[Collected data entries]
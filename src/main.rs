use std::path::PathBuf;
use std::sync::Arc;

use anyhow::Context;
use clap::Parser;
use tokio_util::sync::CancellationToken;

use claude_telegram_agent::executor::{ClaudeExecutor, Executor};
use claude_telegram_agent::session::{ManagerConfig, SessionManager};
use claude_telegram_agent::telegram::{Bot, TelegramApi};
use claude_telegram_agent::Config;

#[derive(Parser, Debug)]
#[command(
    name = "claude-telegram-agent",
    version,
    about = "Telegram bridge for long-lived Claude Code agent subprocesses"
)]
struct Cli {
    /// Path to the configuration file
    #[arg(short, long, default_value = "config.yaml")]
    config: PathBuf,
}

#[tokio::main]
async fn main() -> anyhow::Result<()> {
    env_logger::Builder::from_env(env_logger::Env::default().default_filter_or("info")).init();

    let cli = Cli::parse();

    log::info!("loading configuration from {}", cli.config.display());
    let cfg = Config::load(&cli.config)
        .await
        .with_context(|| format!("load configuration {}", cli.config.display()))?;

    let cancel = CancellationToken::new();

    let model = cfg.claude.model.clone();
    let binary = cfg.claude.binary.clone();
    let sessions = Arc::new(SessionManager::new(
        ManagerConfig::from_config(&cfg),
        Arc::new(move || -> Arc<dyn Executor> {
            match &binary {
                Some(path) => Arc::new(ClaudeExecutor::with_binary(model.clone(), path.clone())),
                None => Arc::new(ClaudeExecutor::new(model.clone())),
            }
        }),
        cancel.child_token(),
    ));

    let bot = Bot::new(
        Arc::new(TelegramApi::new(cfg.telegram.bot_token.clone())),
        Arc::clone(&sessions),
        &cfg.telegram.allowed_user_ids,
        cfg.session.edit_interval(),
    );

    log::info!(
        "bridge ready (model {}, {} allowed user(s))",
        cfg.claude.model,
        cfg.telegram.allowed_user_ids.len()
    );

    // The poll loop gets its own token: cancelling it must not cascade
    // into the executor scopes before the graceful stop below has run.
    let poll_cancel = cancel.child_token();
    let poll = {
        let bot = bot.clone();
        let poll_cancel = poll_cancel.clone();
        tokio::spawn(async move { bot.run(poll_cancel).await })
    };

    tokio::signal::ctrl_c()
        .await
        .context("wait for shutdown signal")?;
    log::info!("received ctrl-c, shutting down");

    // Stop accepting updates, then stop every agent subprocess.
    // shutdown() closes each child's stdin and waits out the grace
    // period before cancelling the manager scope itself.
    poll_cancel.cancel();
    let _ = poll.await;
    sessions.shutdown().await;

    log::info!("shutdown complete");
    Ok(())
}
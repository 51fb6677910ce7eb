use crate::bytecode::BytecodeStore;
use crate::sampler::{acquire_camera, ticker};
use crate::{
    Canvas, Document, FrameBuffer, PipelineConfig, PipelineError, PipelineStats, SingleSlot,
    SlotPermit,
};
use std::future::Future;
use std::sync::Arc;
use tokio::sync::mpsc;
use vmcam_base::Tensor;
use vmcam_camera::{Camera, CameraError};
use vmcam_runtime::{ElementType, Runtime, RuntimeError, Session};

type FrameResult = Result<FrameBuffer, PipelineError>;

#[derive(Debug, Clone, Copy, PartialEq, Eq)]
pub enum PipelineState {
    /// Mounted, waiting for camera access.
    Idle,
    /// Sampling loop active.
    Running,
}

/// Bridges a camera to a runtime and renders its output, one frame per tick.
///
/// Lifecycle: [`mount`](Self::mount) opens the runtime session, [`run`](Self::run)
/// acquires the camera and samples until shutdown, [`teardown`](Self::teardown)
/// releases the session. Dropping the pipeline releases it as well.
pub struct FramePipeline<R: Runtime, C: Canvas> {
    config: PipelineConfig,
    bytecode: BytecodeStore<R>,
    session: Arc<Session<R>>,
    input: C,
    output: C,
    slot: SingleSlot,
    state: PipelineState,
    stats: PipelineStats,
}

/// Everything one runtime call needs, detached from the pipeline so it can
/// run off the sampling loop.
struct InferenceJob<R: Runtime> {
    session: Arc<Session<R>>,
    bytecode: BytecodeStore<R>,
    input: FrameBuffer,
}

impl<R: Runtime> InferenceJob<R> {
    /// Every handle created here is released before returning, on both paths.
    fn run(self) -> FrameResult {
        let bytecode = self.bytecode.acquire(&self.session)?;
        let tensor = self.session.create_tensor(
            self.input.pixels(),
            &self.input.shape(),
            ElementType::U8,
        )?;

        let outputs = self.session.call(bytecode.handle(), &[&tensor])?;
        let first = outputs.first().ok_or(PipelineError::NoOutput)?;
        let pixels = self.session.to_flat_array(first)?;

        let expected = self.input.pixels().len();
        if pixels.len() != expected {
            return Err(PipelineError::OutputSize {
                expected,
                got: pixels.len(),
            });
        }
        FrameBuffer::new(self.input.width(), self.input.height(), pixels)
    }
}

impl<R: Runtime, C: Canvas> FramePipeline<R, C> {
    /// Look up the elements named in `config`, decode the bytecode attribute
    /// and open the runtime session.
    ///
    /// # Errors
    ///
    /// - `PipelineError::Config` for an invalid config
    /// - `PipelineError::MissingElement` / `MissingAttribute` if the document
    ///   lacks the video element, a canvas or the bytecode attribute
    /// - `PipelineError::Bytecode` for malformed base64
    /// - `PipelineError::Runtime` if the device or VM instance cannot be created
    pub fn mount<D>(
        config: PipelineConfig,
        runtime: Arc<R>,
        document: &mut D,
    ) -> Result<Self, PipelineError>
    where
        D: Document<Canvas = C>,
    {
        config.validate()?;

        let video = config.video_element();
        if !document.has_element(video) {
            return Err(PipelineError::MissingElement(video.to_string()));
        }
        let encoded = document
            .attribute(video, config.bytecode_attribute())
            .ok_or_else(|| PipelineError::MissingAttribute {
                element: video.to_string(),
                attribute: config.bytecode_attribute().to_string(),
            })?;
        let input = document
            .take_canvas(config.input_canvas())
            .ok_or_else(|| PipelineError::MissingElement(config.input_canvas().to_string()))?;
        let output = document
            .take_canvas(config.output_canvas())
            .ok_or_else(|| PipelineError::MissingElement(config.output_canvas().to_string()))?;

        let runtime_name = runtime.name().to_string();
        let session = Session::open(runtime)?;
        let bytecode = BytecodeStore::new(config.bytecode_cache(), &encoded, &session)?;

        log::info!(
            "pipeline mounted on #{video} with {runtime_name} runtime, sampling every {:?}",
            config.interval()
        );

        Ok(Self {
            config,
            bytecode,
            session: Arc::new(session),
            input,
            output,
            slot: SingleSlot::new(),
            state: PipelineState::Idle,
            stats: PipelineStats::default(),
        })
    }

    pub fn config(&self) -> &PipelineConfig {
        &self.config
    }

    pub fn state(&self) -> PipelineState {
        self.state
    }

    pub fn stats(&self) -> PipelineStats {
        self.stats
    }

    /// The input preview canvas.
    pub fn input(&self) -> &C {
        &self.input
    }

    pub fn output(&self) -> &C {
        &self.output
    }

    /// Acquire the camera, then sample until `shutdown` resolves.
    ///
    /// If camera access fails the error is logged and the pipeline stays
    /// `Idle`. Otherwise it enters `Running` and, on every tick, captures a
    /// frame and starts one runtime call unless the previous call is still
    /// running, in which case the tick is skipped. Results are rendered as
    /// they arrive. Shutdown also interrupts a capture that is waiting on the
    /// camera. The in-flight call, if any, is awaited and rendered before
    /// returning.
    pub async fn run<Cam, A, S>(&mut self, acquire: A, shutdown: S)
    where
        Cam: Camera,
        A: Future<Output = Result<Cam, CameraError>>,
        S: Future<Output = ()>,
    {
        let Some(mut camera) = acquire_camera(acquire).await else {
            return;
        };
        self.state = PipelineState::Running;
        log::info!("camera granted, pipeline running");

        let (results_tx, mut results_rx) = mpsc::channel::<FrameResult>(1);
        let mut ticks = ticker(self.config.interval());
        tokio::pin!(shutdown);

        loop {
            tokio::select! {
                _ = &mut shutdown => break,
                _ = ticks.tick() => {
                    let Some(permit) = self.begin_tick() else {
                        continue;
                    };
                    // A stalled camera must not hold off shutdown
                    let frame = tokio::select! {
                        _ = &mut shutdown => break,
                        frame = camera.recv() => frame,
                    };
                    self.dispatch(permit, frame, &results_tx);
                }
                Some(result) = results_rx.recv() => {
                    let _ = self.finish(result);
                }
            }
        }

        // Each job owns a sender clone, so this drains exactly the jobs still running
        drop(results_tx);
        while let Some(result) = results_rx.recv().await {
            let _ = self.finish(result);
        }
        log::info!("sampling stopped: {}", self.stats);
    }

    /// Count the tick and claim the slot, or count it as skipped.
    fn begin_tick(&mut self) -> Option<SlotPermit> {
        self.stats.ticks += 1;
        let permit = self.slot.try_acquire();
        if permit.is_none() {
            self.stats.skipped += 1;
            log::debug!("tick skipped: previous call still running");
        }
        permit
    }

    /// Snapshot `frame` and hand the runtime call to the blocking pool. The
    /// slot stays taken until the result is queued for rendering.
    fn dispatch(
        &mut self,
        permit: SlotPermit,
        frame: Result<Tensor<u8>, CameraError>,
        results: &mpsc::Sender<FrameResult>,
    ) {
        let input = match frame.map_err(PipelineError::from).and_then(|f| self.snapshot(&f)) {
            Ok(input) => input,
            Err(err) => {
                self.stats.capture_errors += 1;
                log::warn!("frame capture failed: {err}");
                return;
            }
        };

        let job = self.job(input);
        let results = results.clone();
        tokio::task::spawn_blocking(move || {
            let result = job.run();
            let _ = results.blocking_send(result);
            drop(permit);
        });
    }

    /// Draw the camera frame onto the input canvas and read it back.
    fn snapshot(&mut self, frame: &Tensor<u8>) -> FrameResult {
        let frame = FrameBuffer::from_tensor(frame)?;
        self.input.draw_frame(&frame);
        Ok(self.input.get_image_data())
    }

    fn job(&self, input: FrameBuffer) -> InferenceJob<R> {
        InferenceJob {
            session: self.session.clone(),
            bytecode: self.bytecode.clone(),
            input,
        }
    }

    /// Render a successful result; log a failed one and leave the output as is.
    fn finish(&mut self, result: FrameResult) -> Result<(), PipelineError> {
        match result {
            Ok(frame) => {
                self.output.draw_frame(&frame);
                self.stats.rendered += 1;
                Ok(())
            }
            Err(err) => {
                self.stats.failed += 1;
                match &err {
                    PipelineError::Runtime(RuntimeError::Call(status)) => {
                        log::error!("inference call failed: {}", status.message());
                    }
                    other => log::error!("frame skipped: {other}"),
                }
                Err(err)
            }
        }
    }

    /// Run one tick synchronously on `frame`: snapshot, call, render.
    ///
    /// Returns the error that kept the frame from rendering, after logging it.
    pub fn process_frame(&mut self, frame: &Tensor<u8>) -> Result<(), PipelineError> {
        self.stats.ticks += 1;
        let input = self.snapshot(frame).inspect_err(|_| self.stats.capture_errors += 1)?;
        let result = self.job(input).run();
        self.finish(result)
    }

    /// Release the bytecode buffer and the runtime session.
    ///
    /// If a call is still running on another thread, its references keep the
    /// session alive and the handles are released when it finishes.
    pub fn teardown(self) {
        let FramePipeline {
            bytecode,
            session,
            stats,
            ..
        } = self;

        drop(bytecode);
        match Arc::try_unwrap(session) {
            Ok(session) => session.close(),
            Err(shared) => {
                log::warn!("teardown while a call is in flight; release deferred");
                drop(shared);
            }
        }
        log::info!("pipeline torn down: {stats}");
    }
}
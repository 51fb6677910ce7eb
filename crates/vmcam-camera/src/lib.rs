//! Camera capture for vmcam.
//!
//! A `Camera` yields frames as `Tensor<u8>` in HWC layout. Backends:
//! - `PatternCamera`: synthetic frames, no hardware required
//! - `LatestReceiver`: newest-frame handoff from a capture thread
//! - `V4l2Camera` (feature `v4l2`): Linux video devices

pub mod config;
pub mod convert;
pub mod decode;
pub mod error;
pub mod latest;
pub mod pattern;
pub mod traits;

#[cfg(feature = "v4l2")]
pub mod v4l2;

pub use config::{CameraConfig, CaptureFormat};
pub use convert::{rgb_to_rgba, yuyv_to_rgb};
pub use decode::decode_mjpeg;
pub use error::CameraError;
pub use latest::{LatestReceiver, LatestSender, latest_frame};
pub use pattern::PatternCamera;
pub use traits::Camera;

#[cfg(feature = "v4l2")]
pub use v4l2::V4l2Camera;
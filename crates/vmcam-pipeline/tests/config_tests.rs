use std::time::Duration;
use vmcam_pipeline::{BytecodeCache, PipelineConfig, PipelineError};

#[test]
fn test_defaults() {
    let config = PipelineConfig::default();
    assert_eq!(config.interval(), Duration::from_secs(1));
    assert_eq!(config.video_element(), "wasm-webcam");
    assert_eq!(config.input_canvas(), "wasm-webcam-input");
    assert_eq!(config.output_canvas(), "wasm-webcam-output");
    assert_eq!(config.bytecode_attribute(), "data-bytecode");
    assert_eq!(config.bytecode_cache(), BytecodeCache::PerSession);
    assert!(config.validate().is_ok());
}

#[test]
fn test_with_fps() {
    let config = PipelineConfig::default().with_fps(4);
    assert_eq!(config.interval(), Duration::from_millis(250));
}

#[test]
fn test_zero_fps_is_rejected() {
    let config = PipelineConfig::default().with_fps(0);
    assert!(matches!(config.validate(), Err(PipelineError::Config(_))));
}

#[test]
fn test_empty_id_is_rejected() {
    let config = PipelineConfig::default().with_video_element("");
    assert!(matches!(config.validate(), Err(PipelineError::Config(_))));
}

#[test]
fn test_same_input_and_output_canvas_is_rejected() {
    let config = PipelineConfig::default()
        .with_input_canvas("view")
        .with_output_canvas("view");
    assert!(matches!(config.validate(), Err(PipelineError::Config(_))));
}
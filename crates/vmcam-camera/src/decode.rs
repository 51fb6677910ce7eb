use crate::CameraError;
use crates_image::DynamicImage;
use vmcam_base::Tensor;

/// Decodes one MJPEG frame into an RGB `Tensor<u8>` with shape `[height, width, 3]`.
///
/// Grayscale or CMYK JPEGs are converted to RGB so every frame from a stream
/// has the same channel count.
pub fn decode_mjpeg(data: &[u8]) -> Result<Tensor<u8>, CameraError> {
    let img = crates_image::load_from_memory_with_format(data, crates_image::ImageFormat::Jpeg)?;

    let rgb = match img {
        DynamicImage::ImageRgb8(buf) => buf,
        other => other.to_rgb8(),
    };

    let (width, height) = rgb.dimensions();
    let tensor = Tensor::from_hwc(height as usize, width as usize, 3, rgb.into_raw())?;
    Ok(tensor)
}
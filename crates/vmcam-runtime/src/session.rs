use crate::handle::{self, Handle};
use crate::{ElementType, Runtime, RuntimeError};
use std::sync::Arc;

/// Long-lived runtime state: one device and one VM instance.
///
/// Both are created by [`Session::open`] and released when the session is
/// closed or dropped. Share a session across threads with `Arc<Session<R>>`;
/// the handles are released after the last reference goes away.
pub struct Session<R: Runtime> {
    // Field order is drop order: the VM instance goes before its device
    vm: Handle<R, R::VmInstance>,
    device: Handle<R, R::Device>,
    runtime: Arc<R>,
}

impl<R: Runtime> Session<R> {
    pub fn open(runtime: Arc<R>) -> Result<Self, RuntimeError> {
        let device = handle::create_device(&runtime)?;
        // If the VM instance fails, `device` is released on the way out
        let vm = handle::create_vm_instance(&runtime)?;
        log::debug!("{}: session opened", runtime.name());

        Ok(Self {
            vm,
            device,
            runtime,
        })
    }

    pub fn runtime(&self) -> &Arc<R> {
        &self.runtime
    }

    pub fn create_tensor(
        &self,
        data: &[u8],
        shape: &[i32],
        element_type: ElementType,
    ) -> Result<Handle<R, R::Tensor>, RuntimeError> {
        handle::create_tensor(&self.runtime, data, shape, element_type)
    }

    pub fn create_data_buffer(&self, bytes: &[u8]) -> Result<Handle<R, R::DataBuffer>, RuntimeError> {
        handle::create_data_buffer(&self.runtime, bytes)
    }

    /// Run `bytecode` against `inputs`.
    ///
    /// A non-OK status becomes `RuntimeError::Call`, and any outputs the
    /// runtime produced anyway are released.
    pub fn call(
        &self,
        bytecode: &Handle<R, R::DataBuffer>,
        inputs: &[&Handle<R, R::Tensor>],
    ) -> Result<Vec<Handle<R, R::Tensor>>, RuntimeError> {
        let raw_inputs: Vec<&R::Tensor> = inputs.iter().map(|input| &***input).collect();
        let (status, outputs) = self.runtime.call(&self.vm, &self.device, bytecode, &raw_inputs);

        let outputs: Vec<_> = outputs
            .into_iter()
            .map(|tensor| handle::adopt_tensor(&self.runtime, tensor))
            .collect();

        if !status.is_ok() {
            return Err(RuntimeError::Call(status));
        }
        Ok(outputs)
    }

    pub fn to_flat_array(&self, tensor: &Handle<R, R::Tensor>) -> Result<Vec<u8>, RuntimeError> {
        self.runtime.to_flat_array(tensor)
    }

    pub fn tensor_shape(&self, tensor: &Handle<R, R::Tensor>) -> Vec<i32> {
        self.runtime.tensor_shape(tensor)
    }

    /// Release the VM instance, then the device.
    pub fn close(self) {
        let Session { vm, device, runtime } = self;
        vm.release();
        device.release();
        log::debug!("{}: session closed", runtime.name());
    }
}
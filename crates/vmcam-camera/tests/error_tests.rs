use std::io;
use vmcam_camera::CameraError;

#[test]
fn test_from_io_error_not_found_is_device() {
    let cam_err: CameraError = io::Error::new(io::ErrorKind::NotFound, "device not found").into();
    match cam_err {
        CameraError::Device(msg) => assert!(msg.contains("device not found")),
        other => panic!("Expected CameraError::Device, got {other:?}"),
    }
}

#[test]
fn test_from_io_error_permission_is_access_denied() {
    let cam_err: CameraError =
        io::Error::new(io::ErrorKind::PermissionDenied, "open /dev/video0").into();
    assert!(matches!(cam_err, CameraError::AccessDenied(_)));
}

#[test]
fn test_error_display() {
    let denied = CameraError::AccessDenied("user refused".to_string());
    assert_eq!(denied.to_string(), "camera access denied: user refused");

    let stream_err = CameraError::Stream("streaming failed".to_string());
    assert!(stream_err.to_string().contains("streaming failed"));

    let channel_err = CameraError::Channel("channel closed".to_string());
    assert!(channel_err.to_string().contains("channel closed"));
}
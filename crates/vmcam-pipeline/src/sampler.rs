use std::future::Future;
use std::time::Duration;
use tokio::time::{Interval, MissedTickBehavior};
use vmcam_camera::{Camera, CameraError};

/// Periodic tick source. Ticks missed while the loop was busy are dropped,
/// not replayed in a burst.
pub(crate) fn ticker(period: Duration) -> Interval {
    let mut interval = tokio::time::interval(period);
    interval.set_missed_tick_behavior(MissedTickBehavior::Skip);
    interval
}

/// Wait for camera access. A refusal is logged and reported as `None`.
pub(crate) async fn acquire_camera<Cam, A>(acquire: A) -> Option<Cam>
where
    Cam: Camera,
    A: Future<Output = Result<Cam, CameraError>>,
{
    match acquire.await {
        Ok(camera) => Some(camera),
        Err(err) => {
            log::error!("camera access failed: {err}");
            None
        }
    }
}
use crate::Status;
use std::fmt;

#[derive(Debug)]
pub enum RuntimeError {
    Device(String),
    Instance(String),
    Tensor(String),
    Buffer(String),
    UnsupportedType(String),
    /// `call` returned a non-OK status.
    Call(Status),
    Backend(String),
}

impl fmt::Display for RuntimeError {
    fn fmt(&self, f: &mut fmt::Formatter<'_>) -> fmt::Result {
        match self {
            RuntimeError::Device(msg) => write!(f, "device error: {msg}"),
            RuntimeError::Instance(msg) => write!(f, "vm instance error: {msg}"),
            RuntimeError::Tensor(msg) => write!(f, "tensor error: {msg}"),
            RuntimeError::Buffer(msg) => write!(f, "data buffer error: {msg}"),
            RuntimeError::UnsupportedType(tag) => write!(f, "unsupported element type: {tag}"),
            RuntimeError::Call(status) => write!(f, "call failed: {status}"),
            RuntimeError::Backend(msg) => write!(f, "backend error: {msg}"),
        }
    }
}

impl std::error::Error for RuntimeError {}

impl From<Status> for RuntimeError {
    fn from(status: Status) -> Self {
        RuntimeError::Call(status)
    }
}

- _PROBLEM_
Using the data above, restate word for word the lines from its opening line through the line that contains "async fn main()", and no more.

- _OUTPUT_
filename src/main.rs
use std::path::PathBuf;
use std::sync::Arc;

use anyhow::Context;
use clap::Parser;
use tokio_util::sync::CancellationToken;

use claude_telegram_agent::executor::{ClaudeExecutor, Executor};
use claude_telegram_agent::session::{ManagerConfig, SessionManager};
use claude_telegram_agent::telegram::{Bot, TelegramApi};
use claude_telegram_agent::Config;

#[derive(Parser, Debug)]
#[command(
    name = "claude-telegram-agent",
    version,
    about = "Telegram bridge for long-lived Claude Code agent subprocesses"
)]
struct Cli {
    /// Path to the configuration file
    #[arg(short, long, default_value = "config.yaml")]
    config: PathBuf,
}

#[tokio::main]
async fn main() -> anyhow::Result<()> {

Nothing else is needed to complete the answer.